• [Provided information]

────────────────────

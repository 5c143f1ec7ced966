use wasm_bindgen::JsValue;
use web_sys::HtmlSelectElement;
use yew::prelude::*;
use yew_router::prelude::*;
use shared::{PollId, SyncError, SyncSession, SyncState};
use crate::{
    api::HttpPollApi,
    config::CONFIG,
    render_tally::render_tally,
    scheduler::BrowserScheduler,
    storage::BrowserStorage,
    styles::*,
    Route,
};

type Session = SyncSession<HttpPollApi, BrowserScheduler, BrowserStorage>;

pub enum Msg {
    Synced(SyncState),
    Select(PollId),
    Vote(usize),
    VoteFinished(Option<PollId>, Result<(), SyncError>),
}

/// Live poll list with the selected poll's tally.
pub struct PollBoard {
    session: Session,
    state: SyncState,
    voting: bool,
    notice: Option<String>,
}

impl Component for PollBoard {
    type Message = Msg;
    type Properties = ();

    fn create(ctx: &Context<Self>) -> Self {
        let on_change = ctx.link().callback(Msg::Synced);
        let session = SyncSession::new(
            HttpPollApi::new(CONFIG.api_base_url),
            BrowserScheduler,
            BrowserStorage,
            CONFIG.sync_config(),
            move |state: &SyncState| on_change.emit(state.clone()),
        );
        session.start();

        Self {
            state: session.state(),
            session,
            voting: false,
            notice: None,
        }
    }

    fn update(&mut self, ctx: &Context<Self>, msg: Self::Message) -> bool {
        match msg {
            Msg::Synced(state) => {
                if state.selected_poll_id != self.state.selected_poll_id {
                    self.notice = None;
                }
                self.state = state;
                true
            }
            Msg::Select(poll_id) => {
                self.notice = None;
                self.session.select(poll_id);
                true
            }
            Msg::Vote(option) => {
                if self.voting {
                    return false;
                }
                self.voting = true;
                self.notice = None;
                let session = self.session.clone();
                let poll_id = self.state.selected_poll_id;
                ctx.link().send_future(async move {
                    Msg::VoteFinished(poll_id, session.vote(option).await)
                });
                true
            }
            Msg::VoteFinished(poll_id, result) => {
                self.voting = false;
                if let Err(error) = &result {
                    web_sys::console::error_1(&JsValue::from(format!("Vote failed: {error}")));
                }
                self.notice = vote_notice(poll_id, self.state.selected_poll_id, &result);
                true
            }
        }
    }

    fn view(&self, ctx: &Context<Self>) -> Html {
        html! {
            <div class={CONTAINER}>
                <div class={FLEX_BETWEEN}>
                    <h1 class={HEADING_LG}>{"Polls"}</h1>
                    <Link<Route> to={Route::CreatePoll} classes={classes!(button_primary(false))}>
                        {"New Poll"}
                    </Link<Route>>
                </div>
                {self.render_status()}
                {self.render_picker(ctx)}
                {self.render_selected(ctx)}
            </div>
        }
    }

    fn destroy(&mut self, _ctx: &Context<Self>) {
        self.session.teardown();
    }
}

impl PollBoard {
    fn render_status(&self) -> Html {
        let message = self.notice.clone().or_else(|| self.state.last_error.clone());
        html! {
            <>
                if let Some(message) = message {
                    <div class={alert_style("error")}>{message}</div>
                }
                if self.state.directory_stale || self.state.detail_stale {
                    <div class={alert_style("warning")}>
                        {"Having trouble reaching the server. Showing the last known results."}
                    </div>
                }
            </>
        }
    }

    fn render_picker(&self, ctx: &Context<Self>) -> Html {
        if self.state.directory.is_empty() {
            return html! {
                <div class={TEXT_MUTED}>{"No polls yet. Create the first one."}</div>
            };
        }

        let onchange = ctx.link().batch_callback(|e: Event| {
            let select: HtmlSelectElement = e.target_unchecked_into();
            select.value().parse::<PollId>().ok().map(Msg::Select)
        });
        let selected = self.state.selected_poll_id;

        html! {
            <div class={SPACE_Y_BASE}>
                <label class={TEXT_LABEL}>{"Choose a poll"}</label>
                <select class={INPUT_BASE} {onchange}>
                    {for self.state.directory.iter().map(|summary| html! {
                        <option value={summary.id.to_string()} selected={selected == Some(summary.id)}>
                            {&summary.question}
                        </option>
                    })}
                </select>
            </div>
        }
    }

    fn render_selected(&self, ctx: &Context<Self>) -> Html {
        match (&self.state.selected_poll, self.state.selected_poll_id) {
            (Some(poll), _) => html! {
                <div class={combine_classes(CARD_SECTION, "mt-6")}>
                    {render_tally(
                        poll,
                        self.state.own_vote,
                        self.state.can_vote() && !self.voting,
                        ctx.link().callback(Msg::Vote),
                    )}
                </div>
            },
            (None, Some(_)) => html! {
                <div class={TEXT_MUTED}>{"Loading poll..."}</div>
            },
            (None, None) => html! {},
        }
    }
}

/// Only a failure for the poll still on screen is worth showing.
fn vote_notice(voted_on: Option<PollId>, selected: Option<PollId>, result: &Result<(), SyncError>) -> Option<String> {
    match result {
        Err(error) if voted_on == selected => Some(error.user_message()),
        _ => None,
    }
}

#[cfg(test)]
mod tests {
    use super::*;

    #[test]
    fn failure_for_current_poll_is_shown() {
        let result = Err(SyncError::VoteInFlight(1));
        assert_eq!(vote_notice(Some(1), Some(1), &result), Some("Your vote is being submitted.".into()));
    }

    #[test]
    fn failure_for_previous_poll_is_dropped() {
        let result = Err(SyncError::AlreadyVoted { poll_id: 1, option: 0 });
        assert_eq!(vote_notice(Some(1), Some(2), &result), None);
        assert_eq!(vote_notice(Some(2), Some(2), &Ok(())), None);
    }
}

────────────────────

• [Exercise] The answer must be the data above, repeated exactly as it stands.

• [Reply]
repository 5c143f1ec7ced966
use wasm_bindgen::JsValue;
use web_sys::HtmlSelectElement;
use yew::prelude::*;
use yew_router::prelude::*;
use shared::{PollId, SyncError, SyncSession, SyncState};
use crate::{
    api::HttpPollApi,
    config::CONFIG,
    render_tally::render_tally,
    scheduler::BrowserScheduler,
    storage::BrowserStorage,
    styles::*,
    Route,
};

type Session = SyncSession<HttpPollApi, BrowserScheduler, BrowserStorage>;

pub enum Msg {
    Synced(SyncState),
    Select(PollId),
    Vote(usize),
    VoteFinished(Option<PollId>, Result<(), SyncError>),
}

/// Live poll list with the selected poll's tally.
pub struct PollBoard {
    session: Session,
    state: SyncState,
    voting: bool,
    notice: Option<String>,
}

impl Component for PollBoard {
    type Message = Msg;
    type Properties = ();

    fn create(ctx: &Context<Self>) -> Self {
        let on_change = ctx.link().callback(Msg::Synced);
        let session = SyncSession::new(
            HttpPollApi::new(CONFIG.api_base_url),
            BrowserScheduler,
            BrowserStorage,
            CONFIG.sync_config(),
            move |state: &SyncState| on_change.emit(state.clone()),
        );
        session.start();

        Self {
            state: session.state(),
            session,
            voting: false,
            notice: None,
        }
    }

    fn update(&mut self, ctx: &Context<Self>, msg: Self::Message) -> bool {
        match msg {
            Msg::Synced(state) => {
                if state.selected_poll_id != self.state.selected_poll_id {
                    self.notice = None;
                }
                self.state = state;
                true
            }
            Msg::Select(poll_id) => {
                self.notice = None;
                self.session.select(poll_id);
                true
            }
            Msg::Vote(option) => {
                if self.voting {
                    return false;
                }
                self.voting = true;
                self.notice = None;
                let session = self.session.clone();
                let poll_id = self.state.selected_poll_id;
                ctx.link().send_future(async move {
                    Msg::VoteFinished(poll_id, session.vote(option).await)
                });
                true
            }
            Msg::VoteFinished(poll_id, result) => {
                self.voting = false;
                if let Err(error) = &result {
                    web_sys::console::error_1(&JsValue::from(format!("Vote failed: {error}")));
                }
                self.notice = vote_notice(poll_id, self.state.selected_poll_id, &result);
                true
            }
        }
    }

    fn view(&self, ctx: &Context<Self>) -> Html {
        html! {
            <div class={CONTAINER}>
                <div class={FLEX_BETWEEN}>
                    <h1 class={HEADING_LG}>{"Polls"}</h1>
                    <Link<Route> to={Route::CreatePoll} classes={classes!(button_primary(false))}>
                        {"New Poll"}
                    </Link<Route>>
                </div>
                {self.render_status()}
                {self.render_picker(ctx)}
                {self.render_selected(ctx)}
            </div>
        }
    }

    fn destroy(&mut self, _ctx: &Context<Self>) {
        self.session.teardown();
    }
}

impl PollBoard {
    fn render_status(&self) -> Html {
        let message = self.notice.clone().or_else(|| self.state.last_error.clone());
        html! {
            <>
                if let Some(message) = message {
                    <div class={alert_style("error")}>{message}</div>
                }
                if self.state.directory_stale || self.state.detail_stale {
                    <div class={alert_style("warning")}>
                        {"Having trouble reaching the server. Showing the last known results."}
                    </div>
                }
            </>
        }
    }

    fn render_picker(&self, ctx: &Context<Self>) -> Html {
        if self.state.directory.is_empty() {
            return html! {
                <div class={TEXT_MUTED}>{"No polls yet. Create the first one."}</div>
            };
        }

        let onchange = ctx.link().batch_callback(|e: Event| {
            let select: HtmlSelectElement = e.target_unchecked_into();
            select.value().parse::<PollId>().ok().map(Msg::Select)
        });
        let selected = self.state.selected_poll_id;

        html! {
            <div class={SPACE_Y_BASE}>
                <label class={TEXT_LABEL}>{"Choose a poll"}</label>
                <select class={INPUT_BASE} {onchange}>
                    {for self.state.directory.iter().map(|summary| html! {
                        <option value={summary.id.to_string()} selected={selected == Some(summary.id)}>
                            {&summary.question}
                        </option>
                    })}
                </select>
            </div>
        }
    }

    fn render_selected(&self, ctx: &Context<Self>) -> Html {
        match (&self.state.selected_poll, self.state.selected_poll_id) {
            (Some(poll), _) => html! {
                <div class={combine_classes(CARD_SECTION, "mt-6")}>
                    {render_tally(
                        poll,
                        self.state.own_vote,
                        self.state.can_vote() && !self.voting,
                        ctx.link().callback(Msg::Vote),
                    )}
                </div>
            },
            (None, Some(_)) => html! {
                <div class={TEXT_MUTED}>{"Loading poll..."}</div>
            },
            (None, None) => html! {},
        }
    }
}

/// Only a failure for the poll still on screen is worth showing.
fn vote_notice(voted_on: Option<PollId>, selected: Option<PollId>, result: &Result<(), SyncError>) -> Option<String> {
    match result {
        Err(error) if voted_on == selected => Some(error.user_message()),
        _ => None,
    }
}

#[cfg(test)]
mod tests {
    use super::*;

    #[test]
    fn failure_for_current_poll_is_shown() {
        let result = Err(SyncError::VoteInFlight(1));
        assert_eq!(vote_notice(Some(1), Some(1), &result), Some("Your vote is being submitted.".into()));
    }

    #[test]
    fn failure_for_previous_poll_is_dropped() {
        let result = Err(SyncError::AlreadyVoted { poll_id: 1, option: 0 });
        assert_eq!(vote_notice(Some(1), Some(2), &result), None);
        assert_eq!(vote_notice(Some(2), Some(2), &Ok(())), None);
    }
}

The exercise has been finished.